Ces paroles sont issues du projet « Accès des Femmes à la Terre » ( Beyond Raising Awareness : Shifting the Social Power Balance to Enable Women to Access Land ), financé par l’Ambassade du Royaume de Suède au Rwanda et ONU Femmes-Fonds pour l’égalité des sexes.

L’action poursuit un double objectif : d’une part, renforcer les capacités des femmes rwandaises à réclamer, exercer et protéger leurs droits fonciers reconnus par la loi, et d’autre part, les soutenir pour une meilleure gestion de leurs terres.

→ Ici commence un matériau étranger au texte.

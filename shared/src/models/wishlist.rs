//! Wishlist Model

use serde::{Deserialize, Serialize};

use crate::util::now_millis;

/// Wishlist document, one per identity; `products` is a set
#[derive(Debug, Clone, Serialize, Deserialize, Default)]
pub struct Wishlist {
    #[serde(skip_serializing_if = "Option::is_none")]
    pub id: Option<String>,
    pub user_id: String,
    #[serde(default)]
    pub products: Vec<String>,
    #[serde(default)]
    pub created_at: i64,
    #[serde(default)]
    pub updated_at: i64,
}

impl Wishlist {
    pub fn new(user_id: impl Into<String>) -> Self {
        let now = now_millis();
        Self {
            id: None,
            user_id: user_id.into(),
            products: Vec::new(),
            created_at: now,
            updated_at: now,
        }
    }

    pub fn contains(&self, product_id: &str) -> bool {
        self.products.iter().any(|p| p == product_id)
    }

    /// Insert without duplicating; returns whether the set changed
    pub fn insert(&mut self, product_id: &str) -> bool {
        if self.contains(product_id) {
            return false;
        }
        self.products.push(product_id.to_string());
        self.updated_at = now_millis();
        true
    }

    /// Toggle membership; returns `true` when the product was added
    pub fn toggle(&mut self, product_id: &str) -> bool {
        if self.contains(product_id) {
            self.products.retain(|p| p != product_id);
            self.updated_at = now_millis();
            false
        } else {
            self.insert(product_id)
        }
    }
}

#[cfg(test)]
mod tests {
    use super::*;

    #[test]
    fn insert_is_a_set_union() {
        let mut wishlist = Wishlist::new("user:u1");
        assert!(wishlist.insert("product:a"));
        assert!(!wishlist.insert("product:a"));
        assert_eq!(wishlist.products.len(), 1);
    }

    #[test]
    fn toggle_adds_and_removes() {
        let mut wishlist = Wishlist::new("user:u1");
        assert!(wishlist.toggle("product:a"));
        assert!(wishlist.contains("product:a"));
        assert!(!wishlist.toggle("product:a"));
        assert!(!wishlist.contains("product:a"));
    }
}
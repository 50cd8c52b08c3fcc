use store_server::{Config, Server, ServerState, init_logger};

#[tokio::main]
async fn main() -> Result<(), Box<dyn std::error::Error>> {
    dotenv::dotenv().ok();
    init_logger();

    tracing::info!("Swarna store server starting...");

    let config = Config::from_env();
    let state = ServerState::initialize(&config).await?;

    let server = Server::with_state(config, state);
    if let Err(e) = server.run().await {
        tracing::error!("Server error: {}", e);
        return Err(e.into());
    }

    Ok(())
}
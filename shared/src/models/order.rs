//! Order Model
//!
//! Orders are immutable snapshots: item names, unit prices and the
//! shipping address are frozen at placement time and never re-derived
//! from the live catalog.

use serde::{Deserialize, Serialize};

use super::user::Address;

/// Order fulfilment status
///
/// `Processing → Shipped → Delivered`, with `Processing → Cancelled` as
/// the only other transition. `Delivered` and `Cancelled` are terminal.
#[derive(Debug, Clone, Copy, Serialize, Deserialize, PartialEq, Eq, Default)]
pub enum OrderStatus {
    #[default]
    Processing,
    Shipped,
    Delivered,
    Cancelled,
}

impl OrderStatus {
    pub fn is_terminal(self) -> bool {
        matches!(self, OrderStatus::Delivered | OrderStatus::Cancelled)
    }

    /// Whether the state machine permits moving to `next`
    pub fn can_transition_to(self, next: OrderStatus) -> bool {
        matches!(
            (self, next),
            (OrderStatus::Processing, OrderStatus::Shipped)
                | (OrderStatus::Processing, OrderStatus::Cancelled)
                | (OrderStatus::Shipped, OrderStatus::Delivered)
        )
    }
}

/// Payment status (pay-on-fulfilment model, created as `Pending`)
#[derive(Debug, Clone, Copy, Serialize, Deserialize, PartialEq, Eq, Default)]
pub enum PaymentStatus {
    #[default]
    Pending,
    Paid,
    Failed,
}

/// One purchased line, frozen at placement time
#[derive(Debug, Clone, Serialize, Deserialize, PartialEq)]
pub struct OrderItem {
    /// Catalog reference, kept for traceability only
    pub product_id: String,
    /// SKU the purchase was made against; absent for base-product lines
    #[serde(default, skip_serializing_if = "Option::is_none")]
    pub variation_name: Option<String>,
    /// Canonical display name at purchase time
    pub name: String,
    /// Unit price in whole INR rupees at purchase time
    pub unit_price_inr: i64,
    pub quantity: u32,
}

impl OrderItem {
    pub fn line_total_inr(&self) -> i64 {
        self.unit_price_inr * i64::from(self.quantity)
    }
}

/// Shipping address frozen into the order (no back-reference to the
/// address book)
#[derive(Debug, Clone, Serialize, Deserialize, PartialEq, Eq)]
pub struct ShippingAddress {
    pub full_name: String,
    pub street: String,
    pub city: String,
    pub state: String,
    pub zip_code: String,
    pub country: String,
    pub phone: String,
}

impl From<&Address> for ShippingAddress {
    fn from(address: &Address) -> Self {
        Self {
            full_name: address.full_name.clone(),
            street: address.street.clone(),
            city: address.city.clone(),
            state: address.state.clone(),
            zip_code: address.zip_code.clone(),
            country: address.country.clone(),
            phone: address.phone.clone(),
        }
    }
}

/// Order aggregate
#[derive(Debug, Clone, Serialize, Deserialize)]
pub struct Order {
    #[serde(skip_serializing_if = "Option::is_none")]
    pub id: Option<String>,
    pub user_id: String,
    pub items: Vec<OrderItem>,
    pub shipping_address: ShippingAddress,
    /// Authoritative total in whole INR rupees, computed server-side at
    /// placement and never recomputed afterwards
    pub total_amount_inr: i64,
    /// Display currency the buyer was browsing in (amounts stay INR)
    pub currency_at_purchase: String,
    pub payment_status: PaymentStatus,
    pub order_status: OrderStatus,
    #[serde(default)]
    pub created_at: i64,
    #[serde(default)]
    pub updated_at: i64,
}

impl Order {
    /// Sum of the frozen line totals; equals `total_amount_inr` by
    /// construction
    pub fn computed_total_inr(&self) -> i64 {
        self.items.iter().map(OrderItem::line_total_inr).sum()
    }
}

#[cfg(test)]
mod tests {
    use super::*;

    #[test]
    fn forward_transitions_are_legal() {
        assert!(OrderStatus::Processing.can_transition_to(OrderStatus::Shipped));
        assert!(OrderStatus::Processing.can_transition_to(OrderStatus::Cancelled));
        assert!(OrderStatus::Shipped.can_transition_to(OrderStatus::Delivered));
    }

    #[test]
    fn no_backward_or_terminal_escape_transitions() {
        use OrderStatus::*;
        for from in [Delivered, Cancelled] {
            for to in [Processing, Shipped, Delivered, Cancelled] {
                assert!(!from.can_transition_to(to), "{from:?} -> {to:?}");
            }
        }
        assert!(!Shipped.can_transition_to(Processing));
        assert!(!Shipped.can_transition_to(Cancelled));
        assert!(!Processing.can_transition_to(Delivered));
    }

    #[test]
    fn terminal_states() {
        assert!(OrderStatus::Delivered.is_terminal());
        assert!(OrderStatus::Cancelled.is_terminal());
        assert!(!OrderStatus::Processing.is_terminal());
        assert!(!OrderStatus::Shipped.is_terminal());
    }
}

1/ S. Claver habite dans le village de Nganzo, cellule Rwebeya, secteur de Cyuve. Avant de participer aux dialogues sur les droits fonciers des femmes, il était persuadé que tout le patrimoine foncier laissé par leurs parents devait n’appartenir qu’à lui seul : « J’ai une sœur mais je ne pouvais pas lui donner une portion de la terre laissée par nos parents parce qu’elle devait la recevoir chez son mari. Après la participation aux DV&DC [dialogues villageois et discussions communautaires], j’ai décidé de partager avec elle tout le patrimoine de nos parents et en parts égales » a-t-il affirmé.

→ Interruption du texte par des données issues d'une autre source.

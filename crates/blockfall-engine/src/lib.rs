//! Falling-block puzzle engine.
//!
//! Pure game logic: the piece catalog, the 7-bag randomizer, playfield
//! collision and line clearing, score/level progression, and the session
//! state machine. Rendering, input handling, and persistence live in the
//! `blockfall-tui` crate and consume read-only snapshots of this state.

pub use self::{core::*, engine::*};

pub mod core;
pub mod engine;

2/ M. Espérance est mère de trois enfants et souffre du VIH. Elle vit dans le secteur Kamegeri, district Nyamagabe, au Sud du Rwanda. Au décès de ces parents, elle a été exclue de la succession : son frère a distribué la terre aux autres frères et à ses enfants, sous prétexte qu’Espérance était une femme, et qu’il ne lui restait que quelques mois à vivre. Elle a saisi les autorités de base qui ne l’ont pas rétablie dans ses droits. La parajuriste U. J. l’a mise en contact avec le juriste de HAGURUKA dans leur secteur. Il a rédigé des conclusions et l’a soutenue pour intenter une action en justice. Au regard de la vulnérabilité psychologique, médicale et matérielle de M. Espérance, et de la position de force de son frère, HAGURUKA a décidé de lui payer un avocat. M. Espérance a gagné le procès et a récupéré ses terres. D’ailleurs, les autorités de base ont proposé de lui construire une maison. Elle est en bonne santé et témoigne que c’est grâce à HAGURUKA si elle est toujours en vie.

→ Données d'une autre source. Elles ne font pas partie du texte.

#[cfg(test)]
mod tests {
    use crate::core::{COLS, ROWS, Rotation};

    use super::*;

    fn running_session(seed: u64) -> GameSession {
        let mut session = GameSession::with_seed(seed);
        session.start();
        session
    }

    #[test]
    fn test_fresh_session_is_ready_with_a_valid_spawn() {
        let session = GameSession::with_seed(1);
        assert!(session.state().is_ready());
        assert!(!session.playfield().collides(session.active_piece()));
        assert_eq!(session.active_piece().position(), (4, 1));
        assert_eq!(session.progression().score(), 0);
    }

    #[test]
    fn test_spawned_o_piece_does_not_collide_on_an_empty_board() {
        let mut session = running_session(2);
        session.piece = ActivePiece::spawn(PieceKind::O);
        assert!(!session.playfield().collides(session.active_piece()));
        assert!(session.state().is_running());
    }

    #[test]
    fn test_start_only_leaves_the_ready_state() {
        let mut session = GameSession::with_seed(3);
        session.start();
        assert!(session.state().is_running());

        session.pause();
        session.start();
        assert!(session.state().is_paused(), "start must not resume");
    }

    #[test]
    fn test_inputs_are_noops_unless_running() {
        let mut session = GameSession::with_seed(4);
        let piece = *session.active_piece();

        assert!(!session.move_left());
        assert!(!session.move_right());
        assert!(!session.rotate(SpinDirection::Clockwise));
        session.soft_drop();
        session.hard_drop();
        session.advance(Duration::from_secs(10));

        assert_eq!(*session.active_piece(), piece);
        assert_eq!(session.progression().score(), 0);
        assert!(session.state().is_ready());
    }

    #[test]
    fn test_moves_succeed_until_a_wall_blocks_them() {
        let mut session = running_session(5);
        session.piece = ActivePiece::spawn(PieceKind::O);

        // O spans columns 4..=5; four steps reach the left wall.
        for _ in 0..4 {
            assert!(session.move_left());
        }
        assert!(!session.move_left());
        assert_eq!(session.active_piece().position(), (0, 1));
    }

    #[test]
    fn test_soft_drop_awards_one_point_per_cell() {
        let mut session = running_session(6);
        session.soft_drop();
        session.soft_drop();
        assert_eq!(session.progression().score(), 2);
    }

    #[test]
    fn test_hard_drop_awards_two_points_per_cell_and_locks() {
        let mut session = running_session(7);
        session.piece = ActivePiece::spawn(PieceKind::O);
        let distance = session.piece.drop_distance(&session.playfield);
        assert_eq!(distance, 18);

        session.hard_drop();
        assert_eq!(session.progression().score(), 36);
        // The piece locked on the floor and a fresh one spawned.
        let locked = session
            .playfield()
            .rows()
            .flatten()
            .filter(|cell| cell.is_some())
            .count();
        assert_eq!(locked, 4);
        assert_eq!(session.active_piece().position(), (4, 1));
        assert!(session.state().is_running());
    }

    #[test]
    fn test_hard_drop_locks_even_at_distance_zero() {
        let mut session = running_session(8);
        session.piece = ActivePiece::spawn(PieceKind::O);
        // Block row 2 under the piece, leaving a gap so nothing clears.
        for x in 0..COLS - 1 {
            session.playfield.set_cell(x, 2, PieceKind::J);
        }

        // Resting directly on the blocked row: distance 0, still locks.
        session.hard_drop();
        assert_eq!(session.progression().score(), 0);
        let locked = session
            .playfield
            .rows()
            .flatten()
            .filter(|cell| cell.is_some())
            .count();
        assert_eq!(locked, COLS - 1 + 4);
    }

    #[test]
    fn test_completing_the_bottom_row_scores_a_single() {
        let mut session = running_session(9);
        for x in (0..COLS).filter(|x| !(3..=6).contains(x)) {
            session.playfield.set_cell(x, ROWS - 1, PieceKind::J);
        }
        session.piece = ActivePiece::spawn(PieceKind::I);
        let drop_points = 2 * usize::try_from(session.piece.drop_distance(&session.playfield)).unwrap();

        // The horizontal I fills the remaining columns 3..=6.
        session.hard_drop();
        assert_eq!(session.progression().cleared_lines(), 1);
        assert_eq!(session.progression().score(), 100 + drop_points);
        assert!(session.playfield().rows().flatten().all(Option::is_none));
        assert!(session.state().is_running());
    }

    #[test]
    fn test_rotation_against_the_left_wall_kicks_rightward() {
        let mut session = running_session(10);
        // Vertical I hugging the left wall.
        session.piece = ActivePiece::spawn(PieceKind::I)
            .rotated(SpinDirection::CounterClockwise)
            .translated(-4, 0);
        assert_eq!(session.active_piece().position(), (0, 1));

        assert!(session.rotate(SpinDirection::Clockwise));
        assert_eq!(session.active_piece().rotation(), Rotation::default());
        assert_eq!(session.active_piece().position(), (1, 1));
        assert!(!session.playfield().collides(session.active_piece()));
    }

    #[test]
    fn test_rotation_is_rejected_when_no_kick_resolves() {
        let mut session = running_session(11);
        session.piece = ActivePiece::spawn(PieceKind::I)
            .rotated(SpinDirection::CounterClockwise)
            .translated(-4, 0);
        // One locked cell defeats the rightward kicks; the wall defeats the
        // rest, including the upward one.
        session.playfield.set_cell(1, 1, PieceKind::T);

        let before = *session.active_piece();
        assert!(!session.rotate(SpinDirection::Clockwise));
        assert_eq!(*session.active_piece(), before);
    }

    #[test]
    fn test_gravity_fires_at_the_drop_interval() {
        let mut session = running_session(12);
        let (x, y) = session.active_piece().position();

        session.advance(Duration::from_millis(999));
        assert_eq!(session.active_piece().position(), (x, y));

        session.advance(Duration::from_millis(1));
        assert_eq!(session.active_piece().position(), (x, y + 1));
    }

    #[test]
    fn test_gravity_overshoot_is_discarded() {
        let mut session = running_session(13);
        let (x, y) = session.active_piece().position();

        // 1.5 intervals: one step fires, the surplus 500ms is dropped.
        session.advance(Duration::from_millis(1500));
        assert_eq!(session.active_piece().position(), (x, y + 1));
        session.advance(Duration::from_millis(999));
        assert_eq!(session.active_piece().position(), (x, y + 1));
    }

    #[test]
    fn test_pause_freezes_gravity_and_resume_restarts_from_zero() {
        let mut session = running_session(14);
        let (x, y) = session.active_piece().position();

        session.advance(Duration::from_millis(900));
        session.pause();
        session.advance(Duration::from_secs(60));
        assert!(session.state().is_paused());
        assert_eq!(session.active_piece().position(), (x, y));

        session.resume();
        session.advance(Duration::from_millis(999));
        assert_eq!(session.active_piece().position(), (x, y));
        session.advance(Duration::from_millis(1));
        assert_eq!(session.active_piece().position(), (x, y + 1));
    }

    #[test]
    fn test_spawn_collision_ends_the_game() {
        let mut session = running_session(15);
        for y in 0..4 {
            for x in 3..=6 {
                session.playfield.set_cell(x, y, PieceKind::L);
            }
        }

        session.hard_drop();
        assert!(session.state().is_game_over());

        // Terminal state ignores further intents and time.
        assert!(!session.move_left());
        session.toggle_pause();
        session.advance(Duration::from_secs(5));
        assert!(session.state().is_game_over());
    }

    #[test]
    fn test_reset_returns_to_a_fresh_ready_board() {
        let mut session = running_session(16);
        session.hard_drop();
        session.reset();

        assert!(session.state().is_ready());
        assert!(session.playfield().rows().flatten().all(Option::is_none));
        assert_eq!(session.progression().score(), 0);
        assert_eq!(session.active_piece().position(), (4, 1));
    }

    #[test]
    fn test_seeded_sessions_share_a_piece_sequence() {
        let mut a = running_session(42);
        let mut b = running_session(42);
        for _ in 0..5 {
            assert_eq!(a.active_piece().kind(), b.active_piece().kind());
            a.hard_drop();
            b.hard_drop();
        }
    }

    #[test]
    fn test_ghost_piece_rests_on_the_floor_of_an_empty_board() {
        let session = GameSession::with_seed(17);
        let ghost = session.ghost_piece();
        assert!(ghost.cells().iter().any(|&(_, y)| y == 19));
        assert!(!session.playfield().collides(&ghost));
        // Projection leaves the session untouched.
        assert_eq!(session.active_piece().position(), (4, 1));
    }
}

3/ Suite à son retour au Rwanda en 1997, MU. B. a reçu une propriété foncière dans le secteur de Kamabuye, district Bugesera, province de l’Est. Dans le cadre de projets privés, un investisseur a décidé d’acheter les terres. Le prix a été négocié avec les différents propriétaires, et les autorités de base ont demandé à ce que la somme soit versée dans la caisse de la cellule. Au moment où elles ont remboursé les propriétaires, MU. B. était à l’hôpital. A son retour, le secrétariat exécutif de la cellule de Biharagu n’avait plus la somme qui devait lui être versée. Elle a donc essayé de réclamer ses droits à l’amiable. Le secrétariat exécutif devait soit lui rendre ses terres, soit lui en donner d’autres. Mais cet engagement n’a pas été tenu. Elle a fait part de ses problèmes au cours de cliniques juridiques mobiles, et a ensuite été soutenue par un juriste d’HAGURUKA. Décédée entre temps, sa fille KA. Sa. a poursuivi l’action avec l’aide d’un avocat. Suite à une médiation qui n’a pas abouti, ce dernier a opté pour une mise en demeure de l’investisseur, qui a finalement accepté de redonner la terre à KA. Sa.